The employer must develop measures to ensure that the workplace meets the standards of health protocols; adequate space for employees; and social distancing measures for the public and service providers, as required. It is important that the employer adheres to the principles required in the Directive.

Regulation 5(5) of the Regulations sets out the substantive requirements for the measures that must be taken. The overarching principle is that physical distancing must be implemented, and the measures must accordingly include the following:

  • measures to enable employees to work from home, or to minimise the need for employees to be physically present at the workplace;
  • restrictions on face-to-face meetings;
  • special measures for employees with known or disclosed health issues or comorbidities, or any condition which may place such employees at a higher risk of complications or death if they are infected with COVID-19 (health risks); and
  • special measures for employees above the age of 60 who are at higher risk of complications or death if they are infected with COVID-19.

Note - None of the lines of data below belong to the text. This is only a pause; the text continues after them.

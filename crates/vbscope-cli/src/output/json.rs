//! JSON output formatter for diagnostic display
//!
//! Wraps the per-document reports with run metadata and a summary for
//! programmatic integration.

use serde::Serialize;
use vbscope_core::{PublishDiagnostics, Severity};

#[derive(Serialize)]
pub struct JsonOutput<'a> {
    pub version: &'static str,
    pub metadata: JsonMetadata,
    pub summary: JsonSummary,
    pub documents: &'a [PublishDiagnostics],
}

#[derive(Serialize)]
pub struct JsonMetadata {
    pub vbscope_version: &'static str,
    pub working_directory: String,
    pub analyzed_path: String,
}

#[derive(Serialize, Default)]
pub struct JsonSummary {
    pub total_files: usize,
    pub files_with_issues: usize,
    pub total_diagnostics: usize,
    pub by_severity: SeverityCounts,
}

#[derive(Serialize, Default)]
pub struct SeverityCounts {
    pub error: usize,
    pub warning: usize,
    pub information: usize,
    pub hint: usize,
}

pub struct JsonFormatter;

impl JsonFormatter {
    pub fn new() -> Self {
        Self
    }

    pub fn format(
        &self,
        reports: &[PublishDiagnostics],
        total_files: usize,
        analyzed_path: &str,
    ) -> String {
        let output = JsonOutput {
            version: "1.0",
            metadata: self.build_metadata(analyzed_path),
            summary: self.build_summary(reports, total_files),
            documents: reports,
        };
        serde_json::to_string_pretty(&output).unwrap_or_else(|_| "{}".to_string())
    }

    fn build_metadata(&self, analyzed_path: &str) -> JsonMetadata {
        JsonMetadata {
            vbscope_version: env!("CARGO_PKG_VERSION"),
            working_directory: std::env::current_dir()
                .map(|p| p.to_string_lossy().to_string())
                .unwrap_or_default(),
            analyzed_path: analyzed_path.to_string(),
        }
    }

    fn build_summary(&self, reports: &[PublishDiagnostics], total_files: usize) -> JsonSummary {
        let mut summary = JsonSummary {
            total_files,
            ..JsonSummary::default()
        };

        for report in reports {
            if !report.diagnostics.is_empty() {
                summary.files_with_issues += 1;
            }
            for diagnostic in &report.diagnostics {
                summary.total_diagnostics += 1;
                match diagnostic.severity {
                    Severity::Error => summary.by_severity.error += 1,
                    Severity::Warning => summary.by_severity.warning += 1,
                    Severity::Information => summary.by_severity.information += 1,
                    Severity::Hint => summary.by_severity.hint += 1,
                }
            }
        }

        summary
    }
}

impl Default for JsonFormatter {
    fn default() -> Self {
        Self::new()
    }
}

#[cfg(test)]
mod tests {
    use super::*;
    use vbscope_core::{Diagnostic, TextRange};

    fn sample_reports() -> Vec<PublishDiagnostics> {
        let range = TextRange::from_coords(2, 4, 2, 7);
        vec![
            PublishDiagnostics {
                uri: "file:///project/Module1.bas".to_string(),
                version: 1,
                diagnostics: vec![
                    Diagnostic::sub_or_function_not_defined(range, "Foo"),
                    Diagnostic::unused_declaration(range, "x"),
                ],
            },
            PublishDiagnostics {
                uri: "file:///project/Module2.bas".to_string(),
                version: 1,
                diagnostics: Vec::new(),
            },
        ]
    }

    #[test]
    fn format_produces_valid_json() {
        let output = JsonFormatter::new().format(&sample_reports(), 2, "./project");

        let parsed: serde_json::Value = serde_json::from_str(&output).unwrap();
        assert_eq!(parsed["version"], "1.0");
        assert!(parsed["metadata"]["vbscope_version"].is_string());
        assert_eq!(parsed["metadata"]["analyzed_path"], "./project");
        assert_eq!(parsed["documents"].as_array().unwrap().len(), 2);
    }

    #[test]
    fn summary_counts_by_severity() {
        let output = JsonFormatter::new().format(&sample_reports(), 2, "./project");

        let parsed: serde_json::Value = serde_json::from_str(&output).unwrap();
        let summary = &parsed["summary"];
        assert_eq!(summary["total_files"], 2);
        assert_eq!(summary["files_with_issues"], 1);
        assert_eq!(summary["total_diagnostics"], 2);
        assert_eq!(summary["by_severity"]["error"], 1);
        assert_eq!(summary["by_severity"]["hint"], 1);
    }

    #[test]
    fn diagnostics_serialize_with_kebab_case_codes() {
        let output = JsonFormatter::new().format(&sample_reports(), 2, "./project");

        let parsed: serde_json::Value = serde_json::from_str(&output).unwrap();
        let first = &parsed["documents"][0]["diagnostics"][0];
        assert_eq!(first["code"], "sub-or-function-not-defined");
        assert_eq!(first["severity"], "error");
        assert_eq!(first["range"]["start"]["line"], 2);
        assert_eq!(parsed["documents"][0]["diagnostics"][1]["tags"][0], "unnecessary");
    }
}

‘Special measures’ are not defined, but would mean measures over and above the ‘normal/ ordinary’ measures that must be taken by an employer. Measures such as ensuring adequate space, providing employees with cloth masks, providing hand sanitizers, soap and clean water, limiting face to face meetings, and requiring employees who can work from home to do so, are ordinary measures.

Special measures’ would be additional measures to protect the above vulnerable groups of employees. These could include working from home, additional personal protective equipment (such as visors), workplace redesign where possible, temporary allocation of alternative functions e.g. such as switching a telephone receptionist with a front of house receptionist, and so on.

The List of Employees

Every employer must compile a list of employees in the Plan comprising the following categories:

  • those who can work from home;
  • those who are older than 60; and
  • those with health conditions or comorbidities.

An employee may fall into more than one of the above categories.

In order to prepare this list, the employer would need to request the information from the employees. This is a voluntary disclosure and the general rule that such information may only be processed with the employee’s informed consent shall apply. An employee can accordingly not be sanctioned for not making the disclosure.

Where the employer is aware, as a result of a previous voluntary disclosure by the employee, of the employee’s underlying health condition, it may use this information for purposes of compiling the list. Certain employers have on-site clinics who hold the employees’ health information. This information is not necessarily ‘in the possession’ of the employer, and independent advice may need to be obtained regarding the processing and use of such information.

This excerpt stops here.